> WHAT TO PRODUCE
In the listing below, print exactly the lines between the line holding "#[validate(length(max = 255, message" and the line holding "#[validate(range(min = 1, max = 1440, message", inclusive, and no more.
(Beginning of DATA FOR THIS TASK)
//! Login attempt ledger domain models.

use chrono::{DateTime, Utc};
use serde::{Deserialize, Serialize};
use std::str::FromStr;
use uuid::Uuid;
use validator::Validate;

/// Outcome of an authentication attempt.
#[derive(Debug, Clone, Copy, PartialEq, Eq, Hash, Serialize, Deserialize)]
#[serde(rename_all = "lowercase")]
pub enum LoginStatus {
    Success,
    Failure,
}

impl LoginStatus {
    pub fn is_failure(&self) -> bool {
        matches!(self, LoginStatus::Failure)
    }
}

impl FromStr for LoginStatus {
    type Err = String;

    fn from_str(s: &str) -> Result<Self, Self::Err> {
        match s.to_lowercase().as_str() {
            "success" => Ok(LoginStatus::Success),
            "failure" | "failed" => Ok(LoginStatus::Failure),
            _ => Err(format!("Unknown login status: {}", s)),
        }
    }
}

impl std::fmt::Display for LoginStatus {
    fn fmt(&self, f: &mut std::fmt::Formatter<'_>) -> std::fmt::Result {
        match self {
            LoginStatus::Success => write!(f, "success"),
            LoginStatus::Failure => write!(f, "failure"),
        }
    }
}

/// An immutable ledger entry for one authentication attempt.
#[derive(Debug, Clone, PartialEq, Serialize)]
#[serde(rename_all = "snake_case")]
pub struct LoginAttempt {
    pub id: Uuid,
    /// Email or phone number used in the attempt.
    pub identifier: String,
    #[serde(skip_serializing_if = "Option::is_none")]
    pub user_id: Option<String>,
    pub ip_address: String,
    pub user_agent: String,
    pub status: LoginStatus,
    #[serde(skip_serializing_if = "Option::is_none")]
    pub failure_reason: Option<String>,
    /// Coarse device class derived from the user agent.
    pub device: String,
    /// Browser family derived from the user agent.
    pub browser: String,
    /// Computed once at write time from the ledger heuristics.
    pub is_suspicious: bool,
    pub created_at: DateTime<Utc>,
    /// Retention deadline; expired entries are purged.
    pub expires_at: DateTime<Utc>,
}

/// Storage input for appending a ledger entry.
#[derive(Debug, Clone)]
pub struct NewLoginAttempt {
    pub identifier: String,
    pub user_id: Option<String>,
    pub ip_address: String,
    pub user_agent: String,
    pub status: LoginStatus,
    pub failure_reason: Option<String>,
    pub device: String,
    pub browser: String,
    pub is_suspicious: bool,
    pub created_at: DateTime<Utc>,
    pub expires_at: DateTime<Utc>,
}

/// Request to record an authentication attempt.
#[derive(Debug, Clone, Deserialize, Validate)]
#[serde(rename_all = "snake_case")]
pub struct LogLoginAttemptRequest {
    #[validate(length(min = 1, max = 255, message = "Identifier must be 1-255 characters"))]
    pub identifier: String,
    /// Falls back to the forwarded client address when absent.
    #[validate(length(max = 64, message = "IP address too long"))]
    #[serde(default)]
    pub ip_address: Option<String>,
    /// Falls back to the request's User-Agent header when absent.
    #[validate(length(max = 1024, message = "User agent too long"))]
    #[serde(default)]
    pub user_agent: Option<String>,
    pub status: LoginStatus,
    #[validate(length(max = 255, message = "Failure reason too long"))]
    #[serde(default)]
    pub failure_reason: Option<String>,
    #[serde(default)]
    pub user_id: Option<String>,
}

/// Request to check the login rate limit.
#[derive(Debug, Clone, Deserialize, Validate)]
#[serde(rename_all = "snake_case")]
pub struct CheckRateLimitRequest {
    #[validate(length(min = 1, max = 255, message = "Identifier must be 1-255 characters"))]
    pub identifier: String,
    #[serde(default)]
    pub ip_address: Option<String>,
    #[validate(range(min = 1, max = 1000, message = "max_attempts must be between 1 and 1000"))]
    #[serde(default)]
    pub max_attempts: Option<u32>,
    #[validate(range(min = 1, max = 1440, message = "window_minutes must be between 1 and 1440"))]
    #[serde(default)]
    pub window_minutes: Option<u32>,
}

/// Result of a sliding-window rate limit check.
#[derive(Debug, Clone, PartialEq, Eq, Serialize)]
#[serde(rename_all = "snake_case")]
pub struct RateLimitDecision {
    pub allowed: bool,
    pub remaining: u32,
    /// When the oldest counted failure leaves the window.
    pub reset_at: DateTime<Utc>,
    /// Failures counted inside the window.
    pub failed_attempts: u32,
}

/// Identifier with repeated failed attempts.
#[derive(Debug, Clone, PartialEq, Eq, Serialize)]
#[serde(rename_all = "snake_case")]
pub struct FailedAttemptSummary {
    pub identifier: String,
    pub count: u32,
    pub ip_addresses: Vec<String>,
    pub last_attempt_at: DateTime<Utc>,
}

/// Query parameters for the failed-password report.
#[derive(Debug, Clone, Default, Deserialize)]
#[serde(rename_all = "snake_case")]
pub struct FailedAttemptsQuery {
    #[serde(default)]
    pub threshold: Option<u32>,
    #[serde(default)]
    pub window_minutes: Option<u32>,
}

/// Filter for listing ledger entries.
#[derive(Debug, Clone, Default, Deserialize)]
#[serde(rename_all = "snake_case")]
pub struct LoginAttemptFilter {
    #[serde(default)]
    pub identifier: Option<String>,
    #[serde(default)]
    pub ip_address: Option<String>,
    #[serde(default)]
    pub status: Option<LoginStatus>,
    #[serde(default)]
    pub suspicious: Option<bool>,
    #[serde(default)]
    pub from: Option<DateTime<Utc>>,
    #[serde(default)]
    pub to: Option<DateTime<Utc>>,
    #[serde(default)]
    pub page: Option<u32>,
    #[serde(default)]
    pub per_page: Option<u32>,
}

/// Aggregate counts over a time window.
#[derive(Debug, Clone, Default, PartialEq, Eq, Serialize)]
#[serde(rename_all = "snake_case")]
pub struct LoginAttemptStats {
    pub total: i64,
    pub successful: i64,
    pub failed: i64,
    pub suspicious: i64,
    pub unique_identifiers: i64,
    pub unique_ips: i64,
}

/// Query parameters for the stats endpoint.
#[derive(Debug, Clone, Default, Deserialize)]
#[serde(rename_all = "snake_case")]
pub struct LoginStatsQuery {
    #[serde(default)]
    pub window_hours: Option<u32>,
}

#[cfg(test)]
mod tests {
    use super::*;

    #[test]
    fn test_status_display_and_parse() {
        assert_eq!(LoginStatus::Failure.to_string(), "failure");
        assert_eq!("failed".parse::<LoginStatus>().unwrap(), LoginStatus::Failure);
        assert_eq!("SUCCESS".parse::<LoginStatus>().unwrap(), LoginStatus::Success);
        assert!("maybe".parse::<LoginStatus>().is_err());
    }

    #[test]
    fn test_log_request_validation() {
        let request: LogLoginAttemptRequest = serde_json::from_value(serde_json::json!({
            "identifier": "",
            "status": "failure"
        }))
        .unwrap();
        assert!(request.validate().is_err());
    }

    #[test]
    fn test_rate_limit_request_bounds() {
        let request: CheckRateLimitRequest = serde_json::from_value(serde_json::json!({
            "identifier": "user@example.com",
            "max_attempts": 0
        }))
        .unwrap();
        assert!(request.validate().is_err());
    }
}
(End of DATA FOR THIS TASK)
> RESPONSE
    #[validate(length(max = 255, message = "Failure reason too long"))]
    #[serde(default)]
    pub failure_reason: Option<String>,
    #[serde(default)]
    pub user_id: Option<String>,
}

/// Request to check the login rate limit.
#[derive(Debug, Clone, Deserialize, Validate)]
#[serde(rename_all = "snake_case")]
pub struct CheckRateLimitRequest {
    #[validate(length(min = 1, max = 255, message = "Identifier must be 1-255 characters"))]
    pub identifier: String,
    #[serde(default)]
    pub ip_address: Option<String>,
    #[validate(range(min = 1, max = 1000, message = "max_attempts must be between 1 and 1000"))]
    #[serde(default)]
    pub max_attempts: Option<u32>,
    #[validate(range(min = 1, max = 1440, message = "window_minutes must be between 1 and 1440"))]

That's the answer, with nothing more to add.